Wola Boga Ojca
  1. Jesteś tutaj:  
  2. Start

07.07.1990(s) ZA ŻYJĄCYCH NORMALNIE...

Szczegóły
Autor: APeeL
Opublikowano: 07 lipiec 1990
Odsłon: 1082

    W piwnicznej izbie w pogotowiu ratunkowym kolega smacznie chrapał, a mnie o świcie śpiewały, a właściwie krzyczały ptaszki. To przypominało gwar przedszkolaków prowadzonych przez opiekunkę, a często słyszę ich przechodzących pod moim gabinetem lekarskim.
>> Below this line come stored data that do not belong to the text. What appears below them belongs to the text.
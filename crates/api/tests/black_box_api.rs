use std::sync::Arc;
use std::time::Duration;

use chunkline_api::app::{self, services::AppServices};
use chunkline_api::config::AppConfig;
use chunkline_api::default_handlers;
use chunkline_infra::OrchestratorConfig;
use reqwest::StatusCode;
use serde_json::json;

struct TestServer {
    base_url: String,
    services: Arc<AppServices>,
    handle: tokio::task::JoinHandle<()>,
}

impl TestServer {
    async fn spawn() -> Self {
        // Same router as prod over in-memory services, bound to an ephemeral port.
        let services = Arc::new(AppServices::in_memory(
            default_handlers(),
            OrchestratorConfig::default(),
        ));
        let app = app::build_app(services.clone());
        let listener = tokio::net::TcpListener::bind("127.0.0.1:0")
            .await
            .expect("failed to bind ephemeral port");
        let addr = listener.local_addr().unwrap();
        let base_url = format!("http://{}", addr);

        let handle = tokio::spawn(async move {
            axum::serve(listener, app).await.unwrap();
        });

        Self {
            base_url,
            services,
            handle,
        }
    }
}

impl Drop for TestServer {
    fn drop(&mut self) {
        self.handle.abort();
    }
}

async fn start(
    client: &reqwest::Client,
    srv: &TestServer,
    body: serde_json::Value,
) -> reqwest::Response {
    client
        .post(format!("{}/batch", srv.base_url))
        .json(&body)
        .send()
        .await
        .unwrap()
}

async fn resume(client: &reqwest::Client, srv: &TestServer, key: &str) -> reqwest::Response {
    client
        .put(format!("{}/batch/{}", srv.base_url, key))
        .send()
        .await
        .unwrap()
}

#[tokio::test]
async fn health_is_public() {
    let srv = TestServer::spawn().await;
    let res = reqwest::get(format!("{}/health", srv.base_url)).await.unwrap();
    assert_eq!(res.status(), StatusCode::OK);

    let res = reqwest::get(format!("{}/handlers", srv.base_url)).await.unwrap();
    let body: serde_json::Value = res.json().await.unwrap();
    assert_eq!(body["backend"], "in_memory");
    assert_eq!(body["handlers"], json!(["range"]));
}

#[tokio::test]
async fn batch_lifecycle_start_resume_finish() {
    let srv = TestServer::spawn().await;
    let client = reqwest::Client::new();

    let res = start(
        &client,
        &srv,
        json!({
            "key": "reindex",
            "config": {
                "handler_name": "range",
                "chunk_size": 10,
                "query_arguments": { "count": "25" }
            }
        }),
    )
    .await;
    assert_eq!(res.status(), StatusCode::ACCEPTED);
    let started: serde_json::Value = res.json().await.unwrap();
    assert_eq!(started["state"], "running");
    assert_eq!(started["processed_count"], 0);
    assert_eq!(started["item_type"], "u64");

    let mut outcomes = Vec::new();
    for _ in 0..4 {
        let res = resume(&client, &srv, "reindex").await;
        assert_eq!(res.status(), StatusCode::OK);
        let body: serde_json::Value = res.json().await.unwrap();
        outcomes.push(body["outcome"].as_str().unwrap().to_string());
    }
    assert_eq!(outcomes, ["advanced", "advanced", "advanced", "finished"]);

    let res = resume(&client, &srv, "reindex").await;
    let body: serde_json::Value = res.json().await.unwrap();
    assert_eq!(body["outcome"], "already_finished");

    let res = client
        .get(format!("{}/batch/reindex", srv.base_url))
        .send()
        .await
        .unwrap();
    assert_eq!(res.status(), StatusCode::OK);
    let status: serde_json::Value = res.json().await.unwrap();
    assert_eq!(status["state"], "finished");
    assert_eq!(status["processed_count"], 25);
    assert_eq!(status["cursor"], 24);
}

#[tokio::test]
async fn queue_worker_finishes_a_started_batch() {
    let srv = TestServer::spawn().await;
    let client = reqwest::Client::new();

    let config = AppConfig::default();
    let mut worker_config = config.clone();
    worker_config.sweep_interval = Duration::from_secs(3600);
    let workers = srv.services.spawn_workers(&worker_config);

    let res = start(
        &client,
        &srv,
        json!({
            "key": "background",
            "config": {
                "handler_name": "range",
                "chunk_size": 50,
                "base_delay": 0,
                "query_arguments": { "count": "120" }
            }
        }),
    )
    .await;
    assert_eq!(res.status(), StatusCode::ACCEPTED);

    let mut finished = false;
    for _ in 0..200 {
        let status: serde_json::Value = client
            .get(format!("{}/batch/background", srv.base_url))
            .send()
            .await
            .unwrap()
            .json()
            .await
            .unwrap();
        if status["state"] == "finished" {
            assert_eq!(status["processed_count"], 120);
            finished = true;
            break;
        }
        tokio::time::sleep(Duration::from_millis(25)).await;
    }
    workers.shutdown().await;
    assert!(finished, "batch did not finish in the background");
}

#[tokio::test]
async fn errors_map_to_status_codes() {
    let srv = TestServer::spawn().await;
    let client = reqwest::Client::new();

    let res = client
        .get(format!("{}/batch/nothing-here", srv.base_url))
        .send()
        .await
        .unwrap();
    assert_eq!(res.status(), StatusCode::NOT_FOUND);
    let body: serde_json::Value = res.json().await.unwrap();
    assert_eq!(body["error"], "not_found");

    let res = resume(&client, &srv, "nothing-here").await;
    assert_eq!(res.status(), StatusCode::NOT_FOUND);

    let res = client
        .delete(format!("{}/batch/nothing-here", srv.base_url))
        .send()
        .await
        .unwrap();
    assert_eq!(res.status(), StatusCode::NOT_FOUND);

    let res = start(
        &client,
        &srv,
        json!({ "key": "x", "config": { "handler_name": "nope" } }),
    )
    .await;
    assert_eq!(res.status(), StatusCode::BAD_REQUEST);
    let body: serde_json::Value = res.json().await.unwrap();
    assert_eq!(body["error"], "unknown_handler");

    let res = start(&client, &srv, json!({ "key": "   ", "config": { "handler_name": "range" } })).await;
    assert_eq!(res.status(), StatusCode::BAD_REQUEST);
    let body: serde_json::Value = res.json().await.unwrap();
    assert_eq!(body["error"], "invalid_key");

    let res = start(&client, &srv, json!({ "key": "fresh" })).await;
    assert_eq!(res.status(), StatusCode::BAD_REQUEST);
    let body: serde_json::Value = res.json().await.unwrap();
    assert_eq!(body["error"], "validation_error");

    let res = start(
        &client,
        &srv,
        json!({
            "key": "millennia",
            "config": { "handler_name": "range", "deadline": 1_000_000_000_000_000u64 }
        }),
    )
    .await;
    assert_eq!(res.status(), StatusCode::BAD_REQUEST);
    let body: serde_json::Value = res.json().await.unwrap();
    assert_eq!(body["error"], "validation_error");

    let res = client
        .get(format!("{}/health", srv.base_url))
        .send()
        .await
        .unwrap();
    assert_eq!(res.status(), StatusCode::OK);
}

#[tokio::test]
async fn cancelled_batch_is_gone_on_resume() {
    let srv = TestServer::spawn().await;
    let client = reqwest::Client::new();

    let res = start(
        &client,
        &srv,
        json!({
            "key": "doomed",
            "config": { "handler_name": "range", "chunk_size": 5 }
        }),
    )
    .await;
    assert_eq!(res.status(), StatusCode::ACCEPTED);
    let res = resume(&client, &srv, "doomed").await;
    assert_eq!(res.status(), StatusCode::OK);

    let res = client
        .delete(format!("{}/batch/doomed", srv.base_url))
        .send()
        .await
        .unwrap();
    assert_eq!(res.status(), StatusCode::OK);
    let cancelled: serde_json::Value = res.json().await.unwrap();
    assert_eq!(cancelled["processed_count"], 5);
    assert!(cancelled["cancelled_at"].is_string());

    tokio::time::sleep(Duration::from_millis(5)).await;
    let res = resume(&client, &srv, "doomed").await;
    assert_eq!(res.status(), StatusCode::GONE);
    let body: serde_json::Value = res.json().await.unwrap();
    assert_eq!(body["error"], "expired");

    let status: serde_json::Value = client
        .get(format!("{}/batch/doomed", srv.base_url))
        .send()
        .await
        .unwrap()
        .json()
        .await
        .unwrap();
    assert_eq!(status["state"], "cancelled");
    assert_eq!(status["processed_count"], 5);
}

#[tokio::test]
async fn sweep_and_clean_endpoints_report_counts() {
    let srv = TestServer::spawn().await;
    let client = reqwest::Client::new();

    for key in ["a", "b"] {
        let res = start(
            &client,
            &srv,
            json!({ "key": key, "config": { "handler_name": "range" } }),
        )
        .await;
        assert_eq!(res.status(), StatusCode::ACCEPTED);
    }

    let res = client
        .post(format!("{}/batch/all/check", srv.base_url))
        .send()
        .await
        .unwrap();
    assert_eq!(res.status(), StatusCode::OK);
    let report: serde_json::Value = res.json().await.unwrap();
    assert_eq!(report["scanned"], 2);
    assert_eq!(report["resumes_scheduled"], 2);
    assert_eq!(report["cleanups_scheduled"], 0);

    let res = client
        .delete(format!("{}/batch/all/clean", srv.base_url))
        .send()
        .await
        .unwrap();
    assert_eq!(res.status(), StatusCode::OK);
    let body: serde_json::Value = res.json().await.unwrap();
    assert_eq!(body["deleted"], 0);
}
//! HTTP API application wiring (axum router + service wiring).
//!
//! - `services.rs`: backend selection (in-memory or Postgres + Redis) and worker startup
//! - `routes/`: HTTP routes + handlers
//! - `dto.rs`: request DTOs and JSON mapping helpers
//! - `errors.rs`: consistent error responses

use std::sync::Arc;

use axum::{Extension, Router, routing::get};
use tower::ServiceBuilder;

pub mod dto;
pub mod errors;
pub mod routes;
pub mod services;

/// Build the full HTTP router over already-built services.
pub fn build_app(services: Arc<services::AppServices>) -> Router {
    Router::new()
        .route("/health", get(routes::system::health))
        .merge(routes::router().layer(Extension(services)))
        .layer(ServiceBuilder::new())
}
    W tym czasie niemiłosiernie atakowały mnie dwie muchy, a demon podsuwał obrazy ohydnego seksu aż musiałem potrząsać głową w stylu „nie! nie! Jezu, Jezu mój"...

   Z głębi serca wyrwał się krzyk: "Boże mój spraw, aby jasność spłynęła na tych, którzy służą panom ziemskiem. Ojcze nasz, gdyby tak służyli Tobie!" Nie można służyć dwóm panom: ziemskiemu (dobra doczesne) i Niebieskiemu (dobra duchowe i życie wieczne). Jest mi przykro, że tak postępują także bracia w wierze (często "praktykujący" komuniści).

   Wczoraj zwalili Czesława Kiszczaka, a w wiadomościach podano, że Władysław Sikorski był masonem, a później będzie to samo z Radosławem Sikorskim. Napłynęło „Wyznanie zdrajcy”, który przyznał się, że należał do wtajemniczonych! Wszystko wiedział i widział, ale wierzył, że będzie lepiej! 

  Włączyłem radio z muzyką kościelną, a moje nadbrzusze zalał słodki ucisk z rozlanym ciepłem w okolicy sercowej. W oczach pojawiły się łzy, bo napłynęło pragnienie dawania świadectwa wiary. W wyobraźni ujrzałem siebie - z mikrofonem w ręku i na podwyższeniu – mówiącego do ludzi o Panu Jezusie. W naszych rozmowach nieskończonych jest wszystko, ale nie ma słowa o Bogu Ojcu!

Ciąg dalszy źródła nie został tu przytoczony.